- [What you should do]:
When the line containing "pub enum Error" is reached, include it and end there; set down verbatim every line before it, starting at the top of the records.

[[ Records open ]]

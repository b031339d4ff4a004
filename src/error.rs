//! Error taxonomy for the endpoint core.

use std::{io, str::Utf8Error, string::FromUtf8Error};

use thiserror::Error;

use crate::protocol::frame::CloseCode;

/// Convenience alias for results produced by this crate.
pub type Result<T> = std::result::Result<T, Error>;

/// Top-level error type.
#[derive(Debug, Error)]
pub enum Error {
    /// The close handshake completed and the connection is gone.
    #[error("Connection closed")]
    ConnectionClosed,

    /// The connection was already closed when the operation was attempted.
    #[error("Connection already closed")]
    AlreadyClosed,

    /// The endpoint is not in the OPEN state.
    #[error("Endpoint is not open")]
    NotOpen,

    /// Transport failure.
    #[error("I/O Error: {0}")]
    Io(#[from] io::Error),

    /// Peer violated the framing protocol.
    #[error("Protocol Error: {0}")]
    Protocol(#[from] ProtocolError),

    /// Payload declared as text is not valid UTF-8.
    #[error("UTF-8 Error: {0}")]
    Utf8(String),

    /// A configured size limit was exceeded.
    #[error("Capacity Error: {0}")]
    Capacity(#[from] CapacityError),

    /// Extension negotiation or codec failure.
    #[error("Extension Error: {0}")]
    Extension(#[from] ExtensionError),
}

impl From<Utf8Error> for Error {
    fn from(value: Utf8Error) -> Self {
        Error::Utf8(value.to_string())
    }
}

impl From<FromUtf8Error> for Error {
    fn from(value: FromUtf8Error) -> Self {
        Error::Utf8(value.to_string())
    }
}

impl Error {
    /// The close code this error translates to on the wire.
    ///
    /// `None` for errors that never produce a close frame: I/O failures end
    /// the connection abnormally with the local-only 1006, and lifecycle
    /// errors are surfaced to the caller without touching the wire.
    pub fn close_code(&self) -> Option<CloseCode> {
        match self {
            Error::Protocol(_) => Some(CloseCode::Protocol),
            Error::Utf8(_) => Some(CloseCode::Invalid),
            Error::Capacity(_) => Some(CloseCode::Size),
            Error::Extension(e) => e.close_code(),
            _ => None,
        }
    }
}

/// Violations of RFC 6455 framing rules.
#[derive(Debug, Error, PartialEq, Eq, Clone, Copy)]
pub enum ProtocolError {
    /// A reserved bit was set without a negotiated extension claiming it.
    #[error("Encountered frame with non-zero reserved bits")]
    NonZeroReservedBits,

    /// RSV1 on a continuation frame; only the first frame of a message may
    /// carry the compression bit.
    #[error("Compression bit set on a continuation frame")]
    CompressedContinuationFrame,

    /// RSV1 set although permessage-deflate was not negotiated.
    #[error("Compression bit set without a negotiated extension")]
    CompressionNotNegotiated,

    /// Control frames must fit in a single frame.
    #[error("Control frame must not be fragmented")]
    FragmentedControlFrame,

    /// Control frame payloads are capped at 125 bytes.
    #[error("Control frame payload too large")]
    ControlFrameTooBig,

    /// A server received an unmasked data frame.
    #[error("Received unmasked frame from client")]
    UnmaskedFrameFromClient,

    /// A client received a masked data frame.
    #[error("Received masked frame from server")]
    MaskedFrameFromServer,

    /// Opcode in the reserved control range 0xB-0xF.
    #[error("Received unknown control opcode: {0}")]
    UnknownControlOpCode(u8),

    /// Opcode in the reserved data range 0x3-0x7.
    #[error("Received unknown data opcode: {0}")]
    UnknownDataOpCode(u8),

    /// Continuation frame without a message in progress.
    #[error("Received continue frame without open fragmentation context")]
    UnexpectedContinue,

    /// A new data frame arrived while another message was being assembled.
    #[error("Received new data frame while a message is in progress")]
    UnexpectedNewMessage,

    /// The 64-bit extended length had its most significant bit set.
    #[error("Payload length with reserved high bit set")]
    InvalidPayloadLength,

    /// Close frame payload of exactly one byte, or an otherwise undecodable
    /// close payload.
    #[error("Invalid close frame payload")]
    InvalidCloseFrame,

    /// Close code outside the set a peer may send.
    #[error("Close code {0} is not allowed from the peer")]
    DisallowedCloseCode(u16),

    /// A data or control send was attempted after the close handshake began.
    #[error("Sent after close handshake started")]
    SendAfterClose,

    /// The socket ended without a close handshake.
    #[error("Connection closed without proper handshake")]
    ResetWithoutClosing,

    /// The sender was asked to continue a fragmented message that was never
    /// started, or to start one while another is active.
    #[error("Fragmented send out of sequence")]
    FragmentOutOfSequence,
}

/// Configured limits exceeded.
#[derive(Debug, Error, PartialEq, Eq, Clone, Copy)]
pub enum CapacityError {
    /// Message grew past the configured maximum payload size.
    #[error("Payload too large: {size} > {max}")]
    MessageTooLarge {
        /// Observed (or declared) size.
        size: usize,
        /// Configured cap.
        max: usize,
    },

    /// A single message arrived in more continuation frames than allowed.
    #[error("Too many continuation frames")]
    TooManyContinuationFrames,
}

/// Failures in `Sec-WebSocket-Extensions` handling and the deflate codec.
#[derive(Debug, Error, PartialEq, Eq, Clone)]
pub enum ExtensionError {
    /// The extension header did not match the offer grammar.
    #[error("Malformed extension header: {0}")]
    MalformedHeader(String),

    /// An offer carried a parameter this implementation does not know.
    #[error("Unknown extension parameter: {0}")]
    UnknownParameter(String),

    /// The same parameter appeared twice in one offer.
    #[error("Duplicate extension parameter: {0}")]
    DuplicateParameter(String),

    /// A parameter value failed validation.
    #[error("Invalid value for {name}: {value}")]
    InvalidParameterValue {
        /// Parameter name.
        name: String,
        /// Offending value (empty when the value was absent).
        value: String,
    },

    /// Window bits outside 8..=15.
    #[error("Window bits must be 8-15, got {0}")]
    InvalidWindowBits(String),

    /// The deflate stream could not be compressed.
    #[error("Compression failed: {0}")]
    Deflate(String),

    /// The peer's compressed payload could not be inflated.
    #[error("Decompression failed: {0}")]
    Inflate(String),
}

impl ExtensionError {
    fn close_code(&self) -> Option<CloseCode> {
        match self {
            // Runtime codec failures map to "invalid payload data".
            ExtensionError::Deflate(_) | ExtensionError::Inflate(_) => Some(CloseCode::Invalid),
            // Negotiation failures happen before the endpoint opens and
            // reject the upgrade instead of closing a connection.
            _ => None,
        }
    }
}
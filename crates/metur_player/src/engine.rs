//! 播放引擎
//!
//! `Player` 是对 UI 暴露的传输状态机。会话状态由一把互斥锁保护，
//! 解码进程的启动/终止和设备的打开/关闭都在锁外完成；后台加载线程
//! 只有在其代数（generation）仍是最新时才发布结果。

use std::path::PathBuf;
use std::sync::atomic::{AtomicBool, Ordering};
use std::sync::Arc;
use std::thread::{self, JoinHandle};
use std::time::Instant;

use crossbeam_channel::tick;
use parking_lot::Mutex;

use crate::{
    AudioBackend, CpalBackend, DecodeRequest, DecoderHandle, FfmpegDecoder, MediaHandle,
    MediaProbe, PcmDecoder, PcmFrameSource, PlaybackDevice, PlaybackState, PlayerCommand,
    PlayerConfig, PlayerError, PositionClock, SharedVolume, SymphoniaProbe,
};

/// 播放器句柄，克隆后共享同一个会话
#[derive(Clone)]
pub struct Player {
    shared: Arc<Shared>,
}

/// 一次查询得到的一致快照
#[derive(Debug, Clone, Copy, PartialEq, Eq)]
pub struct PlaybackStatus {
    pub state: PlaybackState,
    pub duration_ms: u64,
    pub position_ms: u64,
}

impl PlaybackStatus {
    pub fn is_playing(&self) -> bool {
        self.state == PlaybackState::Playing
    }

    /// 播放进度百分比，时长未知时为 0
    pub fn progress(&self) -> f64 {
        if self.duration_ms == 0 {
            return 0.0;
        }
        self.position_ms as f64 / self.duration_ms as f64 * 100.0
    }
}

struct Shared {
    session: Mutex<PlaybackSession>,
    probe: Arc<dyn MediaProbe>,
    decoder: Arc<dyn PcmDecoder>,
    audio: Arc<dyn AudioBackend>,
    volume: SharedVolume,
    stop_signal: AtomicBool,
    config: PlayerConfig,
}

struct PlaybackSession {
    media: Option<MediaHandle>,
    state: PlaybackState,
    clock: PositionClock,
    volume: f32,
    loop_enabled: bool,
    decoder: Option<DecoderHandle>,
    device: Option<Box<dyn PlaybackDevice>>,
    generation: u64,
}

[[ Records closed ]]

- [Solution to this problem]:
repository b031339d4ff4a004
filename src/error.rs
//! Error taxonomy for the endpoint core.

use std::{io, str::Utf8Error, string::FromUtf8Error};

use thiserror::Error;

use crate::protocol::frame::CloseCode;

/// Convenience alias for results produced by this crate.
pub type Result<T> = std::result::Result<T, Error>;

/// Top-level error type.
#[derive(Debug, Error)]
pub enum Error {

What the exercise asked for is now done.